-------- Records for processing --------

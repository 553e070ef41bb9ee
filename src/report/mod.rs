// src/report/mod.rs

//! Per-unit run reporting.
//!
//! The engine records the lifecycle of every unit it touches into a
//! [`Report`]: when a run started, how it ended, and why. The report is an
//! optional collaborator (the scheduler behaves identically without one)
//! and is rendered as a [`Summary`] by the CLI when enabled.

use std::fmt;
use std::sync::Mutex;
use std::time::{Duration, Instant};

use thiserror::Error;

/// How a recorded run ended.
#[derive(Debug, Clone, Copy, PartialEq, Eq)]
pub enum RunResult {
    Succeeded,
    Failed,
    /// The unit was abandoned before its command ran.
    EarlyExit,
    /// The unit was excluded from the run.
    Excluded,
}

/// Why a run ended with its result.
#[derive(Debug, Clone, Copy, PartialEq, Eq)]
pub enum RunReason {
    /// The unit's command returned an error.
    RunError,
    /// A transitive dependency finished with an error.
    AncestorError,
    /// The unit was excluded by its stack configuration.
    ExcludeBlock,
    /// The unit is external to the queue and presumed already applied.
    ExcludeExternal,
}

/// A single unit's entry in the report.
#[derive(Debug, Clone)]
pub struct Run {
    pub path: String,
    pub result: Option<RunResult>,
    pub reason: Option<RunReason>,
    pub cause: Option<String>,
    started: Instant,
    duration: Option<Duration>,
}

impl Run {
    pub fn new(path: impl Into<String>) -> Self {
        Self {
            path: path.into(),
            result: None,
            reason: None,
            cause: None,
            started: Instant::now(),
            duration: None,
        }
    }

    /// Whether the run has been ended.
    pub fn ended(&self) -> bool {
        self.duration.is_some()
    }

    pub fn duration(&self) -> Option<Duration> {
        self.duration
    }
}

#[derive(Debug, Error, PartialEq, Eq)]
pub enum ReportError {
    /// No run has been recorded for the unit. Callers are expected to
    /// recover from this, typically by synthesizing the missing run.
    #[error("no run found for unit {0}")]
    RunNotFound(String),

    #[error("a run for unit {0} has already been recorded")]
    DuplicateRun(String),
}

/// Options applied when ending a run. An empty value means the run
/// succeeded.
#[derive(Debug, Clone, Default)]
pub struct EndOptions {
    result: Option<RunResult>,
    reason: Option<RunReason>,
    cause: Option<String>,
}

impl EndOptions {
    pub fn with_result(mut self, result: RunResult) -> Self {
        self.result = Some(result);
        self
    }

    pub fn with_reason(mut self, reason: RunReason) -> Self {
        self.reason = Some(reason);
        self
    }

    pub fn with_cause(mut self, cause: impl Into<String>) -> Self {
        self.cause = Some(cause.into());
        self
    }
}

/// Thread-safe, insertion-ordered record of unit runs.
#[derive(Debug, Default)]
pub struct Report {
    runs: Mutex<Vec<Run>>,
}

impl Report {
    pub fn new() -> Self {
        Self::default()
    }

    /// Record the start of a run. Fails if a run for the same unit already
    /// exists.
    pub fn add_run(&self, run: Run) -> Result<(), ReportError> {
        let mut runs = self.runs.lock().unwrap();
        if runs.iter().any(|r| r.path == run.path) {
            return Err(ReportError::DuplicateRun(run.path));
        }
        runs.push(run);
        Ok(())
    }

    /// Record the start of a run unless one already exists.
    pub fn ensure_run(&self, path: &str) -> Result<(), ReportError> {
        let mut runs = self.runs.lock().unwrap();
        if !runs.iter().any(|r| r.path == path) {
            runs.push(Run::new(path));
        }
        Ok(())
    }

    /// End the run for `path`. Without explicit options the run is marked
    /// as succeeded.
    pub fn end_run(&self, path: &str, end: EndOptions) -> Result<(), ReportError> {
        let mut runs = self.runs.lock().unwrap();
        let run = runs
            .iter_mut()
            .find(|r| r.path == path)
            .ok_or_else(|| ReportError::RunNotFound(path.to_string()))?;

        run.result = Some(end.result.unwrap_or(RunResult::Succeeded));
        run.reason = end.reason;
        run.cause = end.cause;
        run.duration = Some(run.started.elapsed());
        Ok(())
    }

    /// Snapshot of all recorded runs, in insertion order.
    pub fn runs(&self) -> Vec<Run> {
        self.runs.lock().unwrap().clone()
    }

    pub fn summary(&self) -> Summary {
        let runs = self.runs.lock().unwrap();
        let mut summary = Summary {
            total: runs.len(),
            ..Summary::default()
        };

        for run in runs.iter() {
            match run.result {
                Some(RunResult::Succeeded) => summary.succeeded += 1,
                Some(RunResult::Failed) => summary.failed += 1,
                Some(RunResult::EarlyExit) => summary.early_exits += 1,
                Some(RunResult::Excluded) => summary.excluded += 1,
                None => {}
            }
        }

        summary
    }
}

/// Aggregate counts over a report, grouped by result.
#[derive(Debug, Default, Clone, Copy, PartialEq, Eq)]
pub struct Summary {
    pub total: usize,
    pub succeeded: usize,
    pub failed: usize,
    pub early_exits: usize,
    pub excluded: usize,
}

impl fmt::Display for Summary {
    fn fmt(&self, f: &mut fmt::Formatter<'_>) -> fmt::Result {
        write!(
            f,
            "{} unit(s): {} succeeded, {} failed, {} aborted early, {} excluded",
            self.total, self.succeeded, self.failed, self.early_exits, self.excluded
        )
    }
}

--------
-------- Records for processing --------

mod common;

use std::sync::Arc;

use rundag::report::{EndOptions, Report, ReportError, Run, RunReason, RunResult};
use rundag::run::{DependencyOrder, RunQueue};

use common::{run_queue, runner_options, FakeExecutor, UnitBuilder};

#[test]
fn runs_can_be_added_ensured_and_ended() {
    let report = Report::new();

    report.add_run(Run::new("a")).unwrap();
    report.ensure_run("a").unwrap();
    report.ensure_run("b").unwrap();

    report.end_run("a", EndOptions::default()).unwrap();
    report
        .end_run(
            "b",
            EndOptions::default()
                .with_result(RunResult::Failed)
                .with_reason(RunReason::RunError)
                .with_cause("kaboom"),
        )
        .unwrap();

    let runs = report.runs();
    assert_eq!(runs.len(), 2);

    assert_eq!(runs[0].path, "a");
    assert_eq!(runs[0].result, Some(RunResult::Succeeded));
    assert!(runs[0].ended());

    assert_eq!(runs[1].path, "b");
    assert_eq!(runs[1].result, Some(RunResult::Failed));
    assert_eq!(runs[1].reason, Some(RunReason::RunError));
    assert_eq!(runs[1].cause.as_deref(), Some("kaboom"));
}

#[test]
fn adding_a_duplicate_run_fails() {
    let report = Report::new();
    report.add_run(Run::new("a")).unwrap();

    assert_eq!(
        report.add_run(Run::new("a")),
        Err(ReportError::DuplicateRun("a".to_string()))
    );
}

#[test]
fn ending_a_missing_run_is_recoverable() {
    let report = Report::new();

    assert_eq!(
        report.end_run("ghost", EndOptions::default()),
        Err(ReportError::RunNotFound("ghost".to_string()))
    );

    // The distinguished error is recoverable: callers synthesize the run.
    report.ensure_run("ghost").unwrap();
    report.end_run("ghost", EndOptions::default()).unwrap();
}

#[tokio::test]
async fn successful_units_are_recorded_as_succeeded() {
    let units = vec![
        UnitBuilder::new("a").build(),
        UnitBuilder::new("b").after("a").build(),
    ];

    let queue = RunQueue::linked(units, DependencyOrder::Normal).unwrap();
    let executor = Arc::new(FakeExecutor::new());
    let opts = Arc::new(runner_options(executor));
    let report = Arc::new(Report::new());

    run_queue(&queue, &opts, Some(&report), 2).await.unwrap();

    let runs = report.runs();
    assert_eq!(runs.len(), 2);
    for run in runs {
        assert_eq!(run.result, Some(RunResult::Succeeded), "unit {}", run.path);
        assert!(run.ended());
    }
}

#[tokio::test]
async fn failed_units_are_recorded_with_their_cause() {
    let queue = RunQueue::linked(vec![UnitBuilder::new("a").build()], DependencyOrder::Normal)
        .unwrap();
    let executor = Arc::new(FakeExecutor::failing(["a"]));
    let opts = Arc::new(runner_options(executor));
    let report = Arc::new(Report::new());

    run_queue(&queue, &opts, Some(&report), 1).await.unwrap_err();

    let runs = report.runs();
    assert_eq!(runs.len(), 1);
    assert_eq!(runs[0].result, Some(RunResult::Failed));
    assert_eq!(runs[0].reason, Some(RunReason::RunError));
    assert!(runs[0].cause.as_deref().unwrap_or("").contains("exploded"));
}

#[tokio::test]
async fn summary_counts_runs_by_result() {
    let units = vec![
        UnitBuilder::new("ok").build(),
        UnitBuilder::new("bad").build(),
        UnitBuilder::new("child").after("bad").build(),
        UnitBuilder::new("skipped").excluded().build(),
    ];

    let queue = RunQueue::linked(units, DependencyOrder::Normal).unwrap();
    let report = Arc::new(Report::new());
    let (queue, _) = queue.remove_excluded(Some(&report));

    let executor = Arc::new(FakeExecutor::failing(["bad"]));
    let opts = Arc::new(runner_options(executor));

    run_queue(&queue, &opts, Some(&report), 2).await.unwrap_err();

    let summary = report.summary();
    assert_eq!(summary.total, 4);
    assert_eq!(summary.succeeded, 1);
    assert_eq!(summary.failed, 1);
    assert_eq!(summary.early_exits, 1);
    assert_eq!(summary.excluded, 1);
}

--------

§ **What you need to do**: All that is wanted is the stretch of lines above from the one containing "grouped by result." through the one containing "impl fmt::Display for", duplicated exactly.

§ **Response to this task**:
/// Aggregate counts over a report, grouped by result.
#[derive(Debug, Default, Clone, Copy, PartialEq, Eq)]
pub struct Summary {
    pub total: usize,
    pub succeeded: usize,
    pub failed: usize,
    pub early_exits: usize,
    pub excluded: usize,
}

impl fmt::Display for Summary {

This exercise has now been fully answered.